Он помнил. Они замолчали, погрузившись в воспоминания.
— Тогда я могла тебя видеть, — первой нарушила молчание Грейс.
— Я мало изменился с тех пор.
— Не повезло тебе, — хмыкнула она.
Возможно ли игнорировать такую женщину, как эта? Или игнорировать то, что она заставляла его чувствовать по отношению к себе? Одно было ясно: если ее полушутливое подтрунивание — лишь способ подстегнуть его интерес, то она явно преуспела там, где многие до нее потерпели поражение.
— Я испытывала благоговейный трепет перед тобой, — призналась Грейс.
— Почему?
— Потому что ты был таким знаменитым и казался таким надменным. Даже в сравнении с другими игроками в поло ты выглядел очень уверенным в себе.
— И на свадьбе тоже?
— Ты напугал меня до полусмерти, — честно призналась она.
Он снова засмеялся, впервые за бог знает сколько лет.
— И что же ты чувствуешь сейчас, снова встретив меня?
— Ну, по крайней мере, на этот раз я тебя не вижу.
— И это помогает?
— Определенно.
Это был смелый, честный ответ, но он не мог не спросить:
— Так ты здесь затем, чтобы продолжить с того места, на котором мы остановились?
— Насколько я помню, — возразила она, — на свадьбе ушла именно я.
— Туше, сеньорита, — признал Начо.
Желание накрыло его обжигающей волной, когда Грейс наклонила голову, словно бросая на него кокетливый взгляд, хотя она, конечно, ничего подобного сделать не могла. Он любил такие словесные перепалки. Ему нравилось, как Грейс позиционировала себя. И ему нравилась сама Грейс. Очень нравилась.
— Что-то не так? — спросила она. — Ты затих…
— Я просто наслаждаюсь прекрасным днем, — ответил он, про себя решив, что удачно перевел разговор на погоду, как это часто делают англичане.
— День действительно прекрасный, — согласилась она.
Начо поймал себя на мысли, что ему бы очень хотелось, чтобы Грейс смогла увидеть, насколько красив день.

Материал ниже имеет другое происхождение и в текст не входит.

#[cfg(test)]
mod tests {
    use super::*;
    use crate::memory::{MemoryBroker, MemoryPersistence};
    use crate::protocol::Envelope;
    use crate::rendezvous::{PubSub, RendezvousChannel, RendezvousMessage};
    use crate::session::{ChannelId, SessionError};
    use async_trait::async_trait;
    use std::sync::atomic::{AtomicBool, Ordering};
    use std::sync::Mutex;

    struct FakeChannel {
        id: ChannelId,
        sent: Mutex<Vec<ChannelMessage>>,
        closed: AtomicBool,
    }

    impl FakeChannel {
        fn new(id: ChannelId) -> Arc<Self> {
            Arc::new(Self {
                id,
                sent: Mutex::new(Vec::new()),
                closed: AtomicBool::new(false),
            })
        }

        fn acked(&self) -> bool {
            self.sent.lock().unwrap().iter().any(|m| {
                matches!(m, ChannelMessage::Text(t) if t.contains("ack-transfer"))
            })
        }
    }

    #[async_trait]
    impl DataChannel for FakeChannel {
        fn id(&self) -> ChannelId {
            self.id
        }
        fn label(&self) -> &str {
            "fake"
        }
        fn is_open(&self) -> bool {
            !self.closed.load(Ordering::SeqCst)
        }
        fn buffered_amount(&self) -> usize {
            0
        }
        fn set_buffered_amount_low_threshold(&self, _threshold: usize) {}
        async fn send(&self, message: ChannelMessage) -> Result<(), SessionError> {
            self.sent.lock().unwrap().push(message);
            Ok(())
        }
        async fn close(&self) {
            self.closed.store(true, Ordering::SeqCst);
        }
    }

    struct Harness {
        streams: InboundStreams,
        persistence: Arc<MemoryPersistence>,
        events: mpsc::UnboundedReceiver<NodeEvent>,
        signals: mpsc::UnboundedReceiver<RendezvousMessage>,
    }

    impl Harness {
        /// Wait for one save to finish and report it.
        async fn settle(&mut self) {
            let done = self.streams.next_saved().await;
            self.streams.on_saved(done).await;
        }
    }

    async fn harness() -> Harness {
        let broker = MemoryBroker::new();
        let (pubsub, _rx) = broker.client();
        let (listener, signals) = broker.client();
        for peer in ["a", "b"] {
            listener
                .subscribe(&format!("localdrop/v1/room/{peer}"))
                .await
                .unwrap();
        }
        let me = PeerId::new("me");
        let channel = Arc::new(RendezvousChannel::new("room", me.clone(), pubsub).unwrap());
        let relay = Arc::new(SignalingRelay::new(me, channel));
        let persistence = Arc::new(MemoryPersistence::new());
        let (tx, events) = mpsc::unbounded_channel();
        let streams = InboundStreams::new(
            relay,
            persistence.clone(),
            tx,
            TransferIds::default(),
            8,
            Duration::from_millis(100),
        );
        Harness {
            streams,
            persistence,
            events,
            signals,
        }
    }

    fn key(peer: &str, channel: ChannelId) -> StreamKey {
        StreamKey {
            peer: PeerId::new(peer),
            session_id: 1,
            channel,
        }
    }

    fn file_info(name: &str, size: u64) -> ChannelMessage {
        ChannelMessage::Text(
            wire::encode_frame(&StreamFrame::FileInfo(FileInfo {
                name: name.into(),
                size,
                file_type: "application/octet-stream".into(),
                batch_index: None,
                batch_total: None,
            }))
            .unwrap(),
        )
    }

    fn completion_target(msg: &RendezvousMessage) -> PeerId {
        match wire::decode_envelope(&msg.payload).unwrap() {
            Envelope::TransferComplete { target, .. } => target,
            other => panic!("unexpected {other:?}"),
        }
    }

    #[tokio::test]
    async fn file_received_and_saved() {
        let mut h = harness().await;
        let ch = FakeChannel::new(1);
        let k = key("a", 1);
        h.streams.on_incoming_channel(k.clone(), ch.clone());
        h.streams.on_message(&k, ChannelMessage::Binary(vec![9; 3])).await;
        h.streams.on_message(&k, file_info("f.bin", 20)).await;
        assert!(ch.acked());
        for part in [vec![1u8; 8], vec![2u8; 8], vec![3u8; 4]] {
            h.streams.on_message(&k, ChannelMessage::Binary(part)).await;
        }
        assert_eq!(h.streams.saving(), 1);
        h.settle().await;
        assert_eq!(h.streams.saving(), 0);
        let items = h.persistence.items();
        assert_eq!(items.len(), 1);
        assert_eq!(items[0].name, "f.bin");
        assert_eq!(
            items[0].bytes,
            [vec![1u8; 8], vec![2u8; 8], vec![3u8; 4]].concat()
        );
        assert!(!ch.is_open());
        assert!(h.streams.is_empty());
        assert_eq!(completion_target(&h.signals.recv().await.unwrap()), PeerId::new("a"));
        let mut finished = false;
        while let Ok(ev) = h.events.try_recv() {
            if let NodeEvent::TransferFinished { outcome, .. } = ev {
                assert!(matches!(outcome, TransferOutcome::Received { .. }));
                finished = true;
            }
        }
        assert!(finished);
    }

    #[tokio::test]
    async fn second_sender_waits_for_first() {
        let mut h = harness().await;
        let (ch_a, ch_b) = (FakeChannel::new(1), FakeChannel::new(2));
        let (ka, kb) = (key("a", 1), key("b", 2));
        h.streams.on_incoming_channel(ka.clone(), ch_a.clone());
        h.streams.on_incoming_channel(kb.clone(), ch_b.clone());
        h.streams.on_message(&ka, file_info("a.bin", 4)).await;
        h.streams.on_message(&kb, file_info("b.bin", 4)).await;
        assert!(ch_a.acked());
        assert!(!ch_b.acked());
        assert_eq!(h.streams.admission().waiting(), 1);

        h.streams.on_message(&ka, ChannelMessage::Binary(vec![0; 4])).await;
        h.settle().await;
        assert!(ch_b.acked());
        assert_eq!(h.streams.admission().holder(), Some(&PeerId::new("b")));
        h.streams.on_message(&kb, ChannelMessage::Binary(vec![1; 4])).await;
        h.settle().await;
        let names: Vec<String> = h.persistence.items().into_iter().map(|i| i.name).collect();
        assert_eq!(names, vec!["a.bin", "b.bin"]);
    }

    #[tokio::test]
    async fn overflow_fails_and_releases() {
        let mut h = harness().await;
        let (ch_a, ch_b) = (FakeChannel::new(1), FakeChannel::new(2));
        let (ka, kb) = (key("a", 1), key("b", 2));
        h.streams.on_incoming_channel(ka.clone(), ch_a.clone());
        h.streams.on_incoming_channel(kb.clone(), ch_b.clone());
        h.streams.on_message(&ka, file_info("a.bin", 4)).await;
        h.streams.on_message(&kb, file_info("b.bin", 4)).await;
        h.streams.on_message(&ka, ChannelMessage::Binary(vec![0; 5])).await;
        assert!(!ch_a.is_open());
        assert!(ch_b.acked());
        assert!(h.persistence.items().is_empty());
    }

    #[tokio::test]
    async fn closed_parked_request_is_withdrawn() {
        let mut h = harness().await;
        let (ch_a, ch_b) = (FakeChannel::new(1), FakeChannel::new(2));
        let (ka, kb) = (key("a", 1), key("b", 2));
        h.streams.on_incoming_channel(ka.clone(), ch_a.clone());
        h.streams.on_incoming_channel(kb.clone(), ch_b.clone());
        h.streams.on_message(&ka, file_info("a.bin", 4)).await;
        h.streams.on_message(&kb, file_info("b.bin", 4)).await;
        h.streams.on_channel_closed(&kb).await;
        assert_eq!(h.streams.admission().waiting(), 0);
        h.streams.on_message(&ka, ChannelMessage::Binary(vec![0; 4])).await;
        h.settle().await;
        assert!(h.streams.admission().holder().is_none());
        assert!(!ch_b.acked());
    }

    #[tokio::test]
    async fn session_loss_admits_next() {
        let mut h = harness().await;
        let (ch_a, ch_b) = (FakeChannel::new(1), FakeChannel::new(2));
        let (ka, kb) = (key("a", 1), key("b", 2));
        h.streams.on_incoming_channel(ka.clone(), ch_a);
        h.streams.on_incoming_channel(kb.clone(), ch_b.clone());
        h.streams.on_message(&ka, file_info("a.bin", 4)).await;
        h.streams.on_message(&kb, file_info("b.bin", 4)).await;
        h.streams.on_session_lost(&PeerId::new("a"), 1, "failed").await;
        assert!(ch_b.acked());
        assert!(!h.streams.contains(&ka));
    }

    #[tokio::test]
    async fn zero_byte_file_and_text() {
        let mut h = harness().await;
        let ch = FakeChannel::new(1);
        let k = key("a", 1);
        h.streams.on_incoming_channel(k.clone(), ch.clone());
        h.streams.on_message(&k, file_info("empty", 0)).await;
        h.settle().await;
        assert_eq!(h.persistence.items()[0].bytes.len(), 0);
        assert!(h.streams.admission().holder().is_none());

        let ch2 = FakeChannel::new(2);
        let k2 = key("b", 2);
        h.streams.on_incoming_channel(k2.clone(), ch2.clone());
        let text = wire::encode_frame(&StreamFrame::Text {
            content: "hello".into(),
        })
        .unwrap();
        h.streams.on_message(&k2, ChannelMessage::Text(text)).await;
        assert!(!ch2.is_open());
        let mut got_text = false;
        while let Ok(ev) = h.events.try_recv() {
            if let NodeEvent::TextReceived { content, peer } = ev {
                assert_eq!(content, "hello");
                assert_eq!(peer, PeerId::new("b"));
                got_text = true;
            }
        }
        assert!(got_text);
        assert_eq!(completion_target(&h.signals.recv().await.unwrap()), PeerId::new("a"));
        assert_eq!(completion_target(&h.signals.recv().await.unwrap()), PeerId::new("b"));
    }

    #[tokio::test]
    async fn persistence_failure_still_signals() {
        let mut h = harness().await;
        h.persistence.set_failing(true);
        let ch = FakeChannel::new(1);
        let k = key("a", 1);
        h.streams.on_incoming_channel(k.clone(), ch);
        h.streams.on_message(&k, file_info("f", 2)).await;
        h.streams.on_message(&k, ChannelMessage::Binary(vec![0; 2])).await;
        h.settle().await;
        assert!(h.signals.recv().await.is_some());
        let mut failed = false;
        while let Ok(ev) = h.events.try_recv() {
            if let NodeEvent::TransferFinished { outcome, .. } = ev {
                failed = matches!(outcome, TransferOutcome::Failed { .. });
            }
        }
        assert!(failed);
    }

    #[tokio::test(start_paused = true)]
    async fn slow_save_keeps_lock_but_not_the_loop() {
        let mut h = harness().await;
        h.persistence.set_delay(Duration::from_secs(15));
        let (ch_a, ch_b) = (FakeChannel::new(1), FakeChannel::new(2));
        let (ka, kb) = (key("a", 1), key("b", 2));
        h.streams.on_incoming_channel(ka.clone(), ch_a.clone());
        h.streams.on_message(&ka, file_info("a.bin", 4)).await;
        h.streams.on_message(&ka, ChannelMessage::Binary(vec![0; 4])).await;
        assert!(ch_a.is_open());
        assert!(h.persistence.items().is_empty());

        // Another sender is still served while the save runs.
        h.streams.on_incoming_channel(kb.clone(), ch_b.clone());
        let text = wire::encode_frame(&StreamFrame::Text {
            content: "hi".into(),
        })
        .unwrap();
        h.streams.on_message(&kb, ChannelMessage::Text(text)).await;
        assert_eq!(completion_target(&h.signals.recv().await.unwrap()), PeerId::new("b"));

        // Losing the session mid-save does not drop the lock early.
        h.streams.on_session_lost(&PeerId::new("a"), 1, "failed").await;
        assert_eq!(h.streams.admission().holder(), Some(&PeerId::new("a")));

        h.settle().await;
        assert_eq!(h.persistence.items().len(), 1);
        assert!(!ch_a.is_open());
        assert!(h.streams.admission().holder().is_none());
        match wire::decode_envelope(&h.signals.recv().await.unwrap().payload).unwrap() {
            Envelope::TransferComplete {
                target,
                name,
                channel,
                ..
            } => {
                assert_eq!(target, PeerId::new("a"));
                assert_eq!(name.as_deref(), Some("a.bin"));
                assert_eq!(channel, Some(1));
            }
            other => panic!("unexpected {other:?}"),
        }
    }
}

Его беспокоил все возрастающий интерес к ней. Начо решил вернуть разговор к делу, он был уверен, что Грейс его разочарует своим непрофессионализмом. Тогда он сможет со спокойной совестью отправить ее домой и положить конец фантазии, в которой он из тяжелого, бесчувственного человека превращается в героя, которым Грейс может восхищаться.
— Бадди очень нравится такая погода.
— Прекрасно, — отозвался он без энтузиазма.
Начо смотрел на собаку. Собака смотрела на него. Он любил животных, и они обычно отвечали ему тем же. Но только не этот пес.
Начо снова посмотрел на Грейс. Жизнь порой бывает очень жестока, но это не меняет сути дела. О чем, черт возьми, думал Элиас? Какой толк от слепого сомелье?
— Расскажи мне о своей работе, — попросил он, чувствуя, что начинает снова закипать. — Как ты это делаешь?
— Что ты имеешь в виду? — спросила она, продолжая идти вперед. — Я слепая, но я могу чувствовать и вкус, и запах.
— А как насчет прозрачности вина? — наседал он с возрастающим нетерпением. — Как насчет осадка, цвета, плотности?
— Цвет мне приходится принимать на веру, когда люди мне его описывают. А осадок я, как и большинство людей, могу почувствовать на своем языке. И я ожидаю, что мне не предложат водянистое или мутное вино люди, серьезно относящиеся к своей продукции.